At each division, our DNA code and a whole machinery of supporting components has to be faithfully duplicated to maintain the cell's memory of its own identity. (Agencies)
The new technology reveals the dynamic events of this duplication process and the secrets of cellular memory.
"Our technology can isolate the small molecular building blocks that bind to our DNA strand and organise it into a stringent architecture. Importantly, this technology can follow the dynamic duplication processes in our cells and can, therefore, reveal the life cycle of these DNA-complexes", explained Constance Alabert from Biotech Research and Innovation Centre (BRIC) at University of Copenhagen.
Understanding the fundamental principles of how 'chromatin' is faithfully duplicated is essential to understand how our organism is developed and maintained, and also how diseases such as cancer arise.
If cells lose their chromatin memory, they can potentially develop into cancer cells and form tumours. Such a loss of what is also called 'epigenetic' memory is now known to be involved in almost all cancer types. Chromatin contains crucial information that tells our genes when to be active and when to be silent. Therefore, the entire chromatin structure has to be duplicated at each cell division to maintain a cell's memory of its own identity.

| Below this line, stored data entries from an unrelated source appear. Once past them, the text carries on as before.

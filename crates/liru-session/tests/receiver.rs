#![allow(clippy::unwrap_used)]
#![allow(clippy::expect_used)]
#![allow(clippy::panic)]

use std::sync::Arc;
use std::time::Duration;

use liru_core::error::{ErrorCode, LiruError, Operation, Role, TransportFault};
use liru_core::timing::ManualClock;
use liru_core::TextureFormat;
use liru_session::{Receiver, SessionMetrics};

mod common;
use common::{frame, Call, ScriptedTransport};

#[test]
fn construction_never_fails_or_connects() {
    let t = ScriptedTransport::new();
    let receiver = Receiver::new(t.clone(), "");

    assert!(!receiver.is_initialized());
    assert_eq!(receiver.active_sender(), "");
    assert_eq!(receiver.width(), 0);
    assert_eq!(receiver.height(), 0);
    assert_eq!(t.transport_calls(), 0);
    assert_eq!(receiver.to_string(), "Receiver(sender='not connected', size=0x0)");
}

#[test]
fn named_target_is_forwarded_without_validation() {
    let t = ScriptedTransport::new();
    let receiver = Receiver::new(t.clone(), "cam0");

    assert_eq!(receiver.active_sender(), "cam0");
    assert!(!receiver.is_initialized());
    assert_eq!(t.calls(), vec![Call::SelectTarget("cam0".into())]);
}

#[test]
fn discover_select_receive() {
    let t = ScriptedTransport::new();
    t.script.borrow_mut().publishers = vec!["cam0".into()];
    t.script.borrow_mut().copy_in.push_back(Ok(frame("cam0", 1920, 1080)));
    let mut receiver = Receiver::new(t.clone(), "");

    assert_eq!(receiver.sender_list(), vec!["cam0".to_string()]);
    receiver.select_sender("cam0").unwrap();
    assert_eq!(receiver.receive(2).unwrap(), (1920, 1080));

    assert!(receiver.is_initialized());
    assert_eq!(receiver.active_sender(), "cam0");
    assert_eq!((receiver.width(), receiver.height()), (1920, 1080));
    assert_eq!(receiver.to_string(), "Receiver(sender='cam0', size=1920x1080)");
    assert!(t.calls().contains(&Call::CopyIn(2)));
}

#[test]
fn failed_receive_keeps_previous_state() {
    let t = ScriptedTransport::new();
    t.script.borrow_mut().copy_in.extend([
        Ok(frame("cam0", 1280, 720)),
        Err(TransportFault::NoPublisher(Some("cam0".into()))),
    ]);
    let mut receiver = Receiver::new(t.clone(), "cam0");
    receiver.receive(5).unwrap();

    let before = (
        receiver.width(),
        receiver.height(),
        receiver.active_sender().to_string(),
    );
    let err = receiver.receive(5).expect_err("publisher gone");

    assert_eq!(err.code(), ErrorCode::Transport);
    assert_eq!(err.operation(), Some(Operation::Receive));
    assert_eq!(
        (receiver.width(), receiver.height(), receiver.active_sender().to_string()),
        before
    );
    // Stays initialized permanently.
    assert!(receiver.is_initialized());
}

#[test]
fn failure_before_first_frame_then_recovery() {
    let t = ScriptedTransport::new();
    let mut receiver = Receiver::new(t.clone(), "");

    receiver.receive(3).expect_err("no publisher yet");
    assert!(!receiver.is_initialized());
    assert_eq!(receiver.active_sender(), "");
    assert_eq!((receiver.width(), receiver.height()), (0, 0));

    t.script.borrow_mut().copy_in.push_back(Ok(frame("late", 800, 600)));
    assert_eq!(receiver.receive(3).unwrap(), (800, 600));
    assert!(receiver.is_initialized());
    assert_eq!(receiver.active_sender(), "late");
}

#[test]
fn size_and_identity_follow_publisher() {
    let t = ScriptedTransport::new();
    t.script.borrow_mut().copy_in.extend([
        Ok(frame("cam0", 1920, 1080)),
        Ok(frame("cam0", 1280, 720)),
        Ok(frame("cam0-renamed", 1280, 720)),
    ]);
    let mut receiver = Receiver::new(t, "");

    assert_eq!(receiver.receive(1).unwrap(), (1920, 1080));
    assert_eq!(receiver.receive(1).unwrap(), (1280, 720));
    assert_eq!(receiver.active_sender(), "cam0");
    receiver.receive(1).unwrap();
    assert_eq!(receiver.active_sender(), "cam0-renamed");
    assert_eq!(receiver.frames_received(), 3);
}

#[test]
fn null_handle_never_reaches_transport() {
    let t = ScriptedTransport::new();
    let mut receiver = Receiver::new(t.clone(), "");

    let err = receiver.receive(0).expect_err("null handle");
    assert!(matches!(err, LiruError::InvalidArgument(_)));
    assert_eq!(t.transport_calls(), 0);
    assert_eq!(receiver.last_receive_time_ms(), 0.0);
}

#[test]
fn select_sender_rejects_empty_name() {
    let t = ScriptedTransport::new();
    let mut receiver = Receiver::new(t.clone(), "cam0");

    let err = receiver.select_sender("").expect_err("empty");
    assert_eq!(err.code(), ErrorCode::Usage);
    assert_eq!(receiver.active_sender(), "cam0");
    assert_eq!(t.calls(), vec![Call::SelectTarget("cam0".into())]);
}

#[test]
fn latency_updated_on_success_and_failure() {
    let clock = ManualClock::new();
    let t = ScriptedTransport::with_clock(clock.clone());
    t.script.borrow_mut().copy_cost = Duration::from_millis(3);
    t.script.borrow_mut().copy_in.push_back(Ok(frame("cam0", 64, 64)));
    let mut receiver = Receiver::open(t.clone(), "", TextureFormat::Bgra8, clock.clone());

    receiver.receive(1).unwrap();
    assert!((receiver.last_receive_time_ms() - 3.0).abs() < 1e-9);

    t.script.borrow_mut().copy_cost = Duration::from_millis(7);
    receiver.receive(1).unwrap_err();
    assert!((receiver.last_receive_time_ms() - 7.0).abs() < 1e-9);
    assert_eq!(receiver.format(), TextureFormat::Bgra8);
}

#[test]
fn is_updated_is_a_pure_peek() {
    let t = ScriptedTransport::new();
    t.script.borrow_mut().updated = true;
    let receiver = Receiver::new(t.clone(), "");

    assert!(receiver.is_updated());
    assert!(receiver.is_updated());
    assert!(!receiver.is_initialized());
    assert_eq!(t.script.borrow().count(|c| *c == Call::IsUpdated), 2);
}

#[test]
fn release_is_idempotent_and_blocks_exchange() {
    let t = ScriptedTransport::new();
    t.script.borrow_mut().publishers = vec!["cam0".into()];
    t.script.borrow_mut().updated = true;
    let mut receiver = Receiver::new(t.clone(), "");

    receiver.release();
    receiver.release();
    assert_eq!(t.script.borrow().count(|c| *c == Call::Release), 1);

    assert!(matches!(receiver.receive(1), Err(LiruError::Released(Role::Receiver))));
    assert!(matches!(receiver.select_sender("cam0"), Err(LiruError::Released(Role::Receiver))));
    assert!(!receiver.is_updated());
    assert!(receiver.sender_list().is_empty());

    drop(receiver);
    assert_eq!(t.script.borrow().count(|c| *c == Call::Release), 1);
}

#[test]
fn drop_after_failed_receive_releases_once() {
    let t = ScriptedTransport::new();
    t.script
        .borrow_mut()
        .copy_in
        .push_back(Err(TransportFault::Failed("device lost".into())));
    {
        let mut receiver = Receiver::new(t.clone(), "cam0");
        receiver.receive(1).expect_err("transport failure");
        receiver.receive(0).expect_err("null handle");
    }
    assert_eq!(t.script.borrow().count(|c| *c == Call::Release), 1);
}

#[test]
fn query_sender_info_does_not_connect() {
    let t = ScriptedTransport::new();
    t.script.borrow_mut().info = Some(frame("cam0", 1920, 1080));
    let mut receiver = Receiver::new(t.clone(), "");

    let info = receiver.query_sender_info().unwrap();
    assert_eq!(info.sender_name, "cam0");
    assert_eq!((info.size.width, info.size.height), (1920, 1080));

    assert!(!receiver.is_initialized());
    assert_eq!(receiver.active_sender(), "");
    assert_eq!((receiver.width(), receiver.height()), (0, 0));
    assert_eq!(receiver.frames_received(), 0);
    assert_eq!(t.script.borrow().count(|c| matches!(c, Call::CopyIn(_))), 0);
    assert_eq!(t.script.borrow().count(|c| *c == Call::QuerySender), 1);

    receiver.release();
    assert!(receiver.query_sender_info().is_none());
}

#[test]
fn reattaching_metrics_moves_active_count() {
    let first = Arc::new(SessionMetrics::new());
    let second = Arc::new(SessionMetrics::new());
    let mut receiver = Receiver::new(ScriptedTransport::new(), "")
        .with_metrics(Arc::clone(&first))
        .with_metrics(Arc::clone(&second));

    assert_eq!(first.sessions_active.get(&[("role", "receiver")]), 0);
    assert_eq!(second.sessions_active.get(&[("role", "receiver")]), 1);
    receiver.release();
    assert_eq!(second.sessions_active.get(&[("role", "receiver")]), 0);
}

#[test]
fn stats_omit_rolling_rate() {
    let t = ScriptedTransport::new();
    t.script.borrow_mut().copy_in.push_back(Ok(frame("cam0", 64, 64)));
    let mut receiver = Receiver::new(t, "");
    receiver.receive(1).unwrap();

    let v = serde_json::to_value(receiver.stats()).unwrap();
    assert_eq!(v["frames"].as_u64(), Some(1));
    assert!(v.get("rolling_rate").is_none());
}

"With our new technology, we have identified 100 new molecular components that appear to be involved in the tightly regulated process of chromatin duplication and thereby maintenance of cell memory," noted associate professor Anja Groth.
The findings provide the first comprehensive resource to address fundamental questions regarding maintenance of cell identity, said the study published in journal Nature Cell Biology.
At each division, our DNA code and a whole machinery of supporting components has to be faithfully duplicated to maintain the cell's memory of its own identity.